The sky is waiting! Water unwraps you carefully
as you begin to wheel and pivot, get your bearings. Unblinking,
you bolt through the last barrier to earth’s other kingdom.

 

"And All Manner of Thing Shall be Well"

—Julian of Norwich

Like a slow sea tide
Death
comes easing in—
water rising inch by inch.

You wriggle your toes
in the slushy sand—one foot.
Two feet.
Finally you surrender
to the entire sea.

So calm, so right, it seems,
you wonder
how you could have forgotten
the naturalness,
the warmth.

Now you make your way
to deeper water,
bask in coaxing plenitude.
You ride
an easy current,
reclaiming hallowed drifts of dream—
discover once again
how much
you love to swim.

 

The Body Knows How to Die

Wise Mountain, the difference between you and me
is the way you wear the sky. You touch your face
to the clouds like a reticent lover. You never sleep.

In Earth’s core,
molten lava rips through errant veins of rock,
dislodges whole eras of time in a second.

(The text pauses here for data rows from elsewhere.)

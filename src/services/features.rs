// SPDX-License-Identifier: MIT
// Copyright 2026 Roland Dreier <roland@rolandd.dev>

//! Feature-service client for the hosted area boundaries.
//!
//! Authenticates with OAuth2 client credentials. The access token lives in a
//! `CredentialHolder` that is injected into the client, so its lifetime is
//! explicit and tests can construct one without touching the network.

use chrono::{DateTime, Duration, Utc};
use serde::Deserialize;
use std::sync::Arc;
use tokio::sync::{Mutex, RwLock};

/// Refresh tokens this long before they expire.
const TOKEN_REFRESH_MARGIN_SECS: i64 = 60;
/// Lifetime assumed for tokens issued without `expires_in`.
const DEFAULT_TOKEN_LIFETIME_SECS: i64 = 60 * 60;

/// Errors talking to the feature service.
#[derive(Debug, thiserror::Error)]
pub enum FeatureServiceError {
    #[error("Feature service request failed: {0}")]
    Transport(String),

    #[error("Feature service returned HTTP {status}: {body}")]
    Status { status: u16, body: String },

    #[error("Feature service rejected the access token")]
    Unauthorized,

    #[error("Invalid feature service response: {0}")]
    Decode(String),
}

impl From<reqwest::Error> for FeatureServiceError {
    fn from(e: reqwest::Error) -> Self {
        FeatureServiceError::Transport(e.to_string())
    }
}

/// Token endpoint response. Both snake_case and camelCase spellings occur.
#[derive(Debug, Clone, Deserialize)]
pub struct TokenResponse {
    #[serde(alias = "accessToken")]
    pub access_token: String,
    #[serde(default, alias = "expiresIn")]
    pub expires_in: Option<i64>,
}

/// Access token with its expiry.
#[derive(Debug, Clone)]
pub struct CachedToken {
    pub access_token: String,
    pub expires_at: DateTime<Utc>,
}

impl CachedToken {
    pub fn from_response(response: TokenResponse, now: DateTime<Utc>) -> Self {
        let lifetime = response
            .expires_in
            .filter(|secs| *secs > 0)
            .unwrap_or(DEFAULT_TOKEN_LIFETIME_SECS);
        Self {
            access_token: response.access_token,
            expires_at: now + Duration::seconds(lifetime),
        }
    }

    /// Usable at `now` with the refresh margin to spare.
    pub fn is_fresh(&self, now: DateTime<Utc>) -> bool {
        now + Duration::seconds(TOKEN_REFRESH_MARGIN_SECS) < self.expires_at
    }
}

/// Holds the client credentials and the current access token.
pub struct CredentialHolder {
    http: reqwest::Client,
    token_url: String,
    client_id: String,
    client_secret: String,
    token: RwLock<Option<CachedToken>>,
    refresh_lock: Mutex<()>,
}

impl CredentialHolder {
    pub fn new(
        http: reqwest::Client,
        token_url: String,
        client_id: String,
        client_secret: String,
    ) -> Self {
        Self {
            http,
            token_url,
            client_id,
            client_secret,
            token: RwLock::new(None),
            refresh_lock: Mutex::new(()),
        }
    }

    /// Seed the holder with a known token.
    pub async fn set_token(&self, token: CachedToken) {
        *self.token.write().await = Some(token);
    }

    /// Forget the current token so the next request fetches a new one.
    pub async fn invalidate(&self) {
        *self.token.write().await = None;
    }

    /// Return a valid access token, fetching a new one when needed.
    ///
    /// Concurrent callers that find the token stale wait on a single refresh.
    pub async fn access_token(&self) -> Result<String, FeatureServiceError> {
        if let Some(token) = self.current(Utc::now()).await {
            return Ok(token);
        }

        let _guard = self.refresh_lock.lock().await;

        // Another task may have refreshed while we were waiting.
        if let Some(token) = self.current(Utc::now()).await {
            return Ok(token);
        }

        tracing::debug!("Fetching feature service access token");
        let response = self
            .http
            .post(&self.token_url)
            .form(&[
                ("grant_type", "client_credentials"),
                ("client_id", self.client_id.as_str()),
                ("client_secret", self.client_secret.as_str()),
            ])
            .send()
            .await?;

        let response: TokenResponse = check_response_json(response).await?;
        let token = CachedToken::from_response(response, Utc::now());
        let access_token = token.access_token.clone();
        tracing::info!(expires_at = %token.expires_at, "Feature service token refreshed");
        self.set_token(token).await;

        Ok(access_token)
    }

    async fn current(&self, now: DateTime<Utc>) -> Option<String> {
        self.token
            .read()
            .await
            .as_ref()
            .filter(|t| t.is_fresh(now))
            .map(|t| t.access_token.clone())
    }
}

/// Feature-service API client.
#[derive(Clone)]
pub struct FeatureServiceClient {
    http: reqwest::Client,
    base_url: String,
    credentials: Arc<CredentialHolder>,
}

impl FeatureServiceClient {
    pub fn new(http: reqwest::Client, base_url: String, credentials: Arc<CredentialHolder>) -> Self {
        Self {
            http,
            base_url: base_url.trim_end_matches('/').to_string(),
            credentials,
        }
    }

    /// Fetch one feature of a collection as raw JSON.
    ///
    /// The service may wrap the feature as `{"feature": {...}}`; the
    /// envelope is removed here.
    pub async fn get_feature(
        &self,
        collection_id: &str,
        feature_id: &str,
    ) -> Result<serde_json::Value, FeatureServiceError> {
        let url = format!(
            "{}/collections/{}/features/{}",
            self.base_url,
            urlencoding::encode(collection_id),
            urlencoding::encode(feature_id)
        );
        let token = self.credentials.access_token().await?;

        let response = self.http.get(&url).bearer_auth(token).send().await?;

        if response.status() == reqwest::StatusCode::UNAUTHORIZED {
            self.credentials.invalidate().await;
            return Err(FeatureServiceError::Unauthorized);
        }

        let body: serde_json::Value = check_response_json(response).await?;
        Ok(unwrap_feature(body))
    }
}

/// Strip a `{"feature": ...}` envelope when present.
pub fn unwrap_feature(body: serde_json::Value) -> serde_json::Value {
    match body {
        serde_json::Value::Object(mut map) if map.get("feature").is_some_and(|f| f.is_object()) => {
            map.remove("feature").unwrap_or_default()
        }
        other => other,
    }
}

/// Check response status and parse the JSON body.
async fn check_response_json<T: for<'de> Deserialize<'de>>(
    response: reqwest::Response,
) -> Result<T, FeatureServiceError> {
    if !response.status().is_success() {
        let status = response.status();
        let body = response.text().await.unwrap_or_default();

        if status == reqwest::StatusCode::UNAUTHORIZED {
            return Err(FeatureServiceError::Unauthorized);
        }

        return Err(FeatureServiceError::Status {
            status: status.as_u16(),
            body,
        });
    }

    response
        .json()
        .await
        .map_err(|e| FeatureServiceError::Decode(e.to_string()))
}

The Body knows how to die.

Gentle Mountain, I admire your natural impulse
to launch fledgling birds, the tenderness
with which you take them back.

You are a Mountain present to yourself.
Magnificent Mountain—Body of Earth—you are never far from me.
You dream like a Body ready to surrender.

In tremulous slumber, Earth dreams
new dreams, from which we now awaken.
We don’t remember the lingering world we lost.